This invention was made with Government support under contract number 80NSSC22CA057 awarded by NASA. The Government has certain rights in this invention.

BACKGROUND

The inclusion of sensors and electronics in a variety of systems and environments has been of interest for a variety of applications benefiting from environmental and system operation feedback. When deploying sensors (and related electronics) in different environments and systems, the power consumption, signal strength, communications, and control operations are designed or selected for suitability in those environments and systems.

BRIEF SUMMARY

A preamplifier circuit with coupling for wired bidirectional communication with power is provided. The described preamplifier circuit is suitable for a wired sensor network that enables connection to a sensor using a single shielded cable consisting of a differential pair and a shared ground (e.g., twisted pair, twinax) such that a power signal and a clock signal can be sent to the sensor and a data signal from the sensor can be sent to another part of the wired sensor network.

A preamplifier circuit as described herein includes a cable connector interface including coupling for two lines; a resistor network coupled to the cable connector interface via the two lines; a transceiver coupled to the resistor network for simultaneous bidirectional communication; a plurality of capacitors arranged between the resistor network and the transceiver; and a power bus coupled to the cable connector interface via the two lines for generating a dc power signal for the preamplifier circuit including the transceiver. A clock signal can be received from a hub front-end simultaneously with outputting a data signal to the hub front-end based on a sensor input.

This Summary is provided to introduce a selection of concepts in a simplified form that are further described below in the Detailed Description. This Summary is not intended to identify key features or essential features of the claimed subject matter, nor is it intended to be used to limit the scope of the claimed subject matter.

BRIEF DESCRIPTION OF THE DRAWINGS

FIG. 1A illustrates a preamplifier circuit with coupling for wired bidirectional communication with power.

FIG. 1B illustrates an example implementation of the preamplifier circuit of FIG. 1A.

FIG. 2 illustrates a system having bidirectional communication with power including a preamplifier circuit and a hub front-end.

FIG. 3 illustrates an example of a resistor network that may be used as part of a preamplifier circuit.

FIG. 4 illustrates an example sensor preamplifier that may be used as part of a preamplifier circuit.

FIG. 5 illustrates a hub connected to a plurality of sensors and corresponding preamplifier circuits via corresponding cables.
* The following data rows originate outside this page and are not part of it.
// SPDX-License-Identifier: MPL-2.0
//! Application layer - the file-selection core.
//!
//! - [`port`]: Trait definitions (interfaces) for dependency inversion
//! - [`policy`]: Constraint policy deciding what part of a batch is admitted
//! - [`collection`]: The ordered selection
//! - [`preview`]: Preview handle lifecycle
//! - [`view_model`]: Render synchronization
//! - [`notify`]: Hooks and subscriber notifications
//! - [`dragbox`]: The component tying them together
//!
//! # Dependency Rule
//!
//! - Application layer depends on domain layer (uses domain types)
//! - Infrastructure layer implements application layer ports
//! - Presentation layer consumes [`ViewModel`]s and calls [`DragBox`] methods
//!
//! # Example
//!
//! ```ignore
//! use iced_dragbox::application::{DragBox, DragBoxOptions};
//! use iced_dragbox::domain::{File, MaxFiles};
//!
//! let mut dragbox = DragBox::mount(&layout, "files".into(), DragBoxOptions::new()
//!     .max_files(MaxFiles::SINGLE), preview_port)?;
//! dragbox.add_file(File::new("avatar.png", 2048, "image/png"));
//! assert!(dragbox.view_model().single);
//! ```

pub mod collection;
pub mod dragbox;
pub mod notify;
pub mod options;
pub mod policy;
pub mod port;
pub mod preview;
pub mod view_model;

pub use collection::{Entry, FileCollection};
pub use dragbox::{DragBox, Phase};
pub use notify::{Notification, NotificationHub, NotificationReceiver};
pub use options::{DragBoxOptions, Icons, Texts};
pub use policy::{admit, Admission};
pub use preview::PreviewResourceManager;
pub use view_model::{EntryView, ViewModel};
FIG. 6 illustrates an example scenario in which the described preamplifier circuit and systems can be used.

DETAILED DESCRIPTION

A preamplifier circuit with coupling for wired bidirectional communication with power is provided. The described preamplifier circuit is suitable for a wired sensor network that enables connection to a sensor using a single shielded cable consisting of a differential pair and a shared ground (e.g., twisted pair, twinax) such that a power signal and a clock signal can be sent to the sensor and a data signal from the sensor can be sent to another part of the wired sensor network.

Advantageously, a single, shielded two-wire standard cable—such as in the form of a twin-axial or shielded twisted pair—can be used to create a wired sensor network with synchronized data collection from multiple sensors in the wired sensor network and a power supply from a central hub. Indeed, simultaneous bidirectional communication along with a power signal is possible over a single, shielded two-wire standard cable.

FIG. 1A illustrates a preamplifier circuit with coupling for wired bidirectional communication with power; and FIG. 1B illustrates an example implementation of the preamplifier circuit of FIG. 1A.

Referring to FIG. 1A, a preamplifier circuit 100 with coupling for wired bidirectional communication with power includes a cable connector interface 110, a power bus 120, a resistor network 130, a plurality of capacitors 140, and a transceiver 150. The cable connector interface 110 has coupling for two lines 102, 104. The cable connector interface 110 is configured to couple to a standard shielded two-wire cable, for example, a single twin-axial cable or a shielded twisted pair cable. The cable connector interface 110 is used to provide a wire connection with three conductive parts: two lines in (e.g., first line 111, second line 112) and a ground (113).

The power bus 120 is coupled to the cable connector interface 110 via the two lines 102, 104, and generates, from signals over the lines, a dc power signal for the preamplifier circuit 100 including for the transceiver 150.

The resistor network 130 is coupled to the cable connector interface 110 via the two lines 102, 104. An example implementation of resistor network 130 is shown in FIG. 3.

The transceiver 150 can be a differential transceiver. The transceiver 150 is coupled to the resistor network for simultaneous bidirectional communication. However, instead of the transceiver 150 receiving an input signal from a connected cable directly from the resistor network 130 and the resistor network 130 receiving an output signal directly from the transceiver 150, the plurality of capacitors 140 are arranged between the resistor network 130 and the transceiver 150.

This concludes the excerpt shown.